FLORENCE — The Maricopa Meadows woman accused of major fraud by the U.S. Department of Justice pleaded not guilty this morning to other fraud charges in Pinal County Superior Court.
Katrina Woods, 33, is accused of stealing a Florida woman’s identity and using it to rent her Maricopa home. Meanwhile, she allegedly forged federal documents to make it appear as though she lived at a nonexistent address in Altadena, Calif., where she is said by DOJ prosecutors to have defrauded a federal agency out of tens of thousands of dollars.
A Pinal County grand jury April 30 indicted Woods on charges of forgery, identity theft and misconduct involving weapons. At 8 a.m., she appeared at the county courthouse clad in orange pants and a white, long-sleeved sheriff’s inmate shirt. She was shackled in chains.
She stood next to her attorney, Ron Reyna of The Reyna Law Firm, P.C., a Tucson firm. She pleaded not guilty before Judge Jason Holmberg after she read her name and birthday aloud.
Woods remains in state custody on a $50,000 bond. Her next court date is set for June 9.

Identity crisis
Whitney Marie House, a resident of Auburndale, Fla., a midpoint between Tampa and Orlando, reported her identity was stolen April 11 and used to rent a property on Sonny Road in the Maricopa Meadows. The identity thief had used a fake Florida driver’s license and House’s real social security number.
The property broker’s website logged that Woods’s Maricopa IP address viewed the property Jan. 5. The rental application was completed with House’s information three days later.
The rental contract was signed digitally Jan. 13 with the victim’s name and initials, and Woods’s unimaginative alias, Katrina House, as an emergency contact, according to a police narrative obtained by InMaricopa.
While living at the home, the broker sent Woods emails addressed to the victim, according to that document.
When the rental company learned about the alleged identity theft, it sent another email addressed to Woods cancelling the rental contact agreement. She responded with a photo of a typed sublease agreement and claimed it was a contract between her and House.
During a police interview after her arrest April 23, Woods told Maricopa officers that no broker would rent to her due to past misdemeanor charges.
The officers who searched her Meadows home found several firearms, including a short-barreled rifle without its required federal tax stamp.
Woods faces more than 36 years in prison on three felony charges out of Pinal County Superior Court. She could face up to 30 more years in her upcoming federal court case.
California gurl
In the federal case, U.S. attorneys allege Woods submitted a fraudulent claim for disaster relief to the Federal Emergency Management Agency Jan. 30, listing a nonexistent Altadena address as her primary residence. She said her home northeast of downtown Los Angeles had been destroyed in the Eaton Fire, according to a statement released April 25 by the U.S. Attorney’s Office, Central District of California.
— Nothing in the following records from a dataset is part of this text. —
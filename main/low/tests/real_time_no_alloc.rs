//! Checks that calls on real-time paths neither allocate nor take the registry lock.
//!
//! Lives in its own test binary because it installs a global allocator.
#![allow(non_snake_case)]

use reaper_abi_low::{
    create_cpp_to_rust_midi_event_list, create_cpp_to_rust_pcm_sink,
    create_rust_midi_event_list_registry, create_rust_pcm_sink_registry, delete_cpp_midi_event_list,
    delete_cpp_pcm_sink, raw, PCM_sink, RegistryMode, MIDI_eventlist,
};
use std::alloc::{GlobalAlloc, Layout, System};
use std::cell::Cell;
use std::os::raw::{c_char, c_int};
use std::ptr::{null, null_mut};
use std::sync::atomic::{AtomicUsize, Ordering};

struct CountingAllocator;

static ALLOCATIONS: AtomicUsize = AtomicUsize::new(0);

thread_local! {
    static COUNTING: Cell<bool> = const { Cell::new(false) };
}

unsafe impl GlobalAlloc for CountingAllocator {
    unsafe fn alloc(&self, layout: Layout) -> *mut u8 {
        if COUNTING.try_with(|c| c.get()).unwrap_or(false) {
            ALLOCATIONS.fetch_add(1, Ordering::SeqCst);
        }
        System.alloc(layout)
    }

    unsafe fn dealloc(&self, ptr: *mut u8, layout: Layout) {
        System.dealloc(ptr, layout)
    }

    unsafe fn realloc(&self, ptr: *mut u8, layout: Layout, new_size: usize) -> *mut u8 {
        if COUNTING.try_with(|c| c.get()).unwrap_or(false) {
            ALLOCATIONS.fetch_add(1, Ordering::SeqCst);
        }
        System.realloc(ptr, layout, new_size)
    }
}

#[global_allocator]
static GLOBAL: CountingAllocator = CountingAllocator;

/// Counts the allocations done by `f` on the current thread.
fn count_allocations(f: impl FnOnce()) -> usize {
    let before = ALLOCATIONS.load(Ordering::SeqCst);
    COUNTING.with(|c| c.set(true));
    f();
    COUNTING.with(|c| c.set(false));
    ALLOCATIONS.load(Ordering::SeqCst) - before
}

struct NullSink {
    frames: i64,
}

impl PCM_sink for NullSink {
    fn GetOutputInfoString(&mut self, _: *mut c_char, _: c_int) {}
    fn GetStartTime(&mut self) -> f64 {
        0.0
    }
    fn SetStartTime(&mut self, _: f64) {}
    fn GetFileName(&mut self) -> *const c_char {
        null()
    }
    fn GetNumChannels(&mut self) -> c_int {
        2
    }
    fn GetLength(&mut self) -> f64 {
        0.0
    }
    fn GetFileSize(&mut self) -> raw::INT64 {
        0
    }
    fn WriteMIDI(&mut self, _: *mut raw::MIDI_eventlist, _: c_int, _: f64) {}
    fn WriteDoubles(&mut self, _: *mut *mut f64, len: c_int, _: c_int, _: c_int, _: c_int) {
        self.frames += len as i64;
    }
    fn GetLastSecondPeaks(&mut self, _: c_int, _: *mut f64) -> c_int {
        0
    }
}

struct RingEventList {
    events: [raw::MIDI_event_t; 16],
    len: usize,
}

impl MIDI_eventlist for RingEventList {
    fn AddItem(&mut self, evt: *mut raw::MIDI_event_t) {
        if self.len == self.events.len() {
            self.len = 0;
        }
        self.events[self.len] = unsafe { *evt };
        self.len += 1;
    }
    fn EnumItems(&mut self, bpos: *mut c_int) -> *mut raw::MIDI_event_t {
        let pos = unsafe { *bpos } as usize;
        if pos >= self.len {
            return null_mut();
        }
        unsafe { *bpos += 1 };
        &mut self.events[pos]
    }
    fn DeleteItem(&mut self, _: c_int) {}
    fn GetSize(&mut self) -> c_int {
        self.len as c_int
    }
    fn Empty(&mut self) {
        self.len = 0;
    }
}

#[test]
fn real_time_calls_neither_allocate_nor_lock() {
    // Given
    let sink: Box<dyn PCM_sink> = Box::new(NullSink { frames: 0 });
    let sink_registry = create_rust_pcm_sink_registry(RegistryMode::MultiInstance);
    let cpp_sink = unsafe { create_cpp_to_rust_pcm_sink(&sink_registry, (&sink).into()) }.unwrap();
    let list: Box<dyn MIDI_eventlist> = Box::new(RingEventList {
        events: Default::default(),
        len: 0,
    });
    let list_registry = create_rust_midi_event_list_registry(RegistryMode::MultiInstance);
    let cpp_list =
        unsafe { create_cpp_to_rust_midi_event_list(&list_registry, (&list).into()) }.unwrap();
    let sink_stats_before = sink_registry.stats();
    let list_stats_before = list_registry.stats();
    let mut left = [0.0f64; 64];
    let mut right = [0.0f64; 64];
    let mut channels = [left.as_mut_ptr(), right.as_mut_ptr()];
    let mut peaks = [0.0f64; 2];
    let mut enumerated = 0;
    // When
    let allocations = count_allocations(|| unsafe {
        let sink_this = cpp_sink.as_ptr();
        let sink_vt = &*(*sink_this).vtable;
        let list_this = cpp_list.as_ptr();
        let list_vt = &*(*list_this).vtable;
        for i in 0..10_000 {
            match i % 4 {
                0 => (sink_vt.WriteDoubles)(sink_this, channels.as_mut_ptr(), 64, 2, 0, 1),
                1 => {
                    (sink_vt.GetLastSecondPeaks)(sink_this, 2, peaks.as_mut_ptr());
                }
                2 => {
                    let mut evt = raw::MIDI_event_t {
                        frame_offset: i,
                        size: 3,
                        midi_message: [0x90, 60, 100, 0],
                    };
                    (list_vt.AddItem)(list_this, &mut evt);
                }
                _ => {
                    let mut bpos = 0;
                    while !(list_vt.EnumItems)(list_this, &mut bpos).is_null() {
                        enumerated += 1;
                    }
                    (list_vt.GetSize)(list_this);
                }
            }
        }
    });
    // Then
    assert_eq!(allocations, 0);
    assert_eq!(sink_registry.stats(), sink_stats_before);
    assert_eq!(list_registry.stats(), list_stats_before);
    assert!(enumerated > 0);
    assert!(unsafe { delete_cpp_pcm_sink(&sink_registry, cpp_sink) });
    assert!(unsafe { delete_cpp_midi_event_list(&list_registry, cpp_list) });
}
FEMA disbursed $23,441 in disaster relief to Woods, who made reservations through that agency to stay at two California hotels — one in downtown Los Angeles, the other in Hawthorne — during February and March.
FEMA paid in full.
The federal agency March 10 discontinued lodging for Woods at the hotel in downtown Los Angeles, where she was staying.
Woods is expected to make her initial appearance in federal court in the coming weeks. Assistant U.S. Attorney Steven M. Arkow of the Major Frauds Section is prosecuting this case.
The federal case “was filed under seal,” USAO spokesperson Thom Mrozek confirmed during a brief phone interview with InMaricopa Wednesday. That means that court documents and case files cannot be released yet.
Woods is one of five people accused of submitting false claims seeking FEMA funds related to Altadena wildfires. She’s one of two defendants living outside California. Under seal, the charges were announced because the government determined it was in the public’s interest, Mrozek explained.
Fraud, when connected to major disaster or emergency relief, carries a statutory maximum sentence of 30 years in federal prison.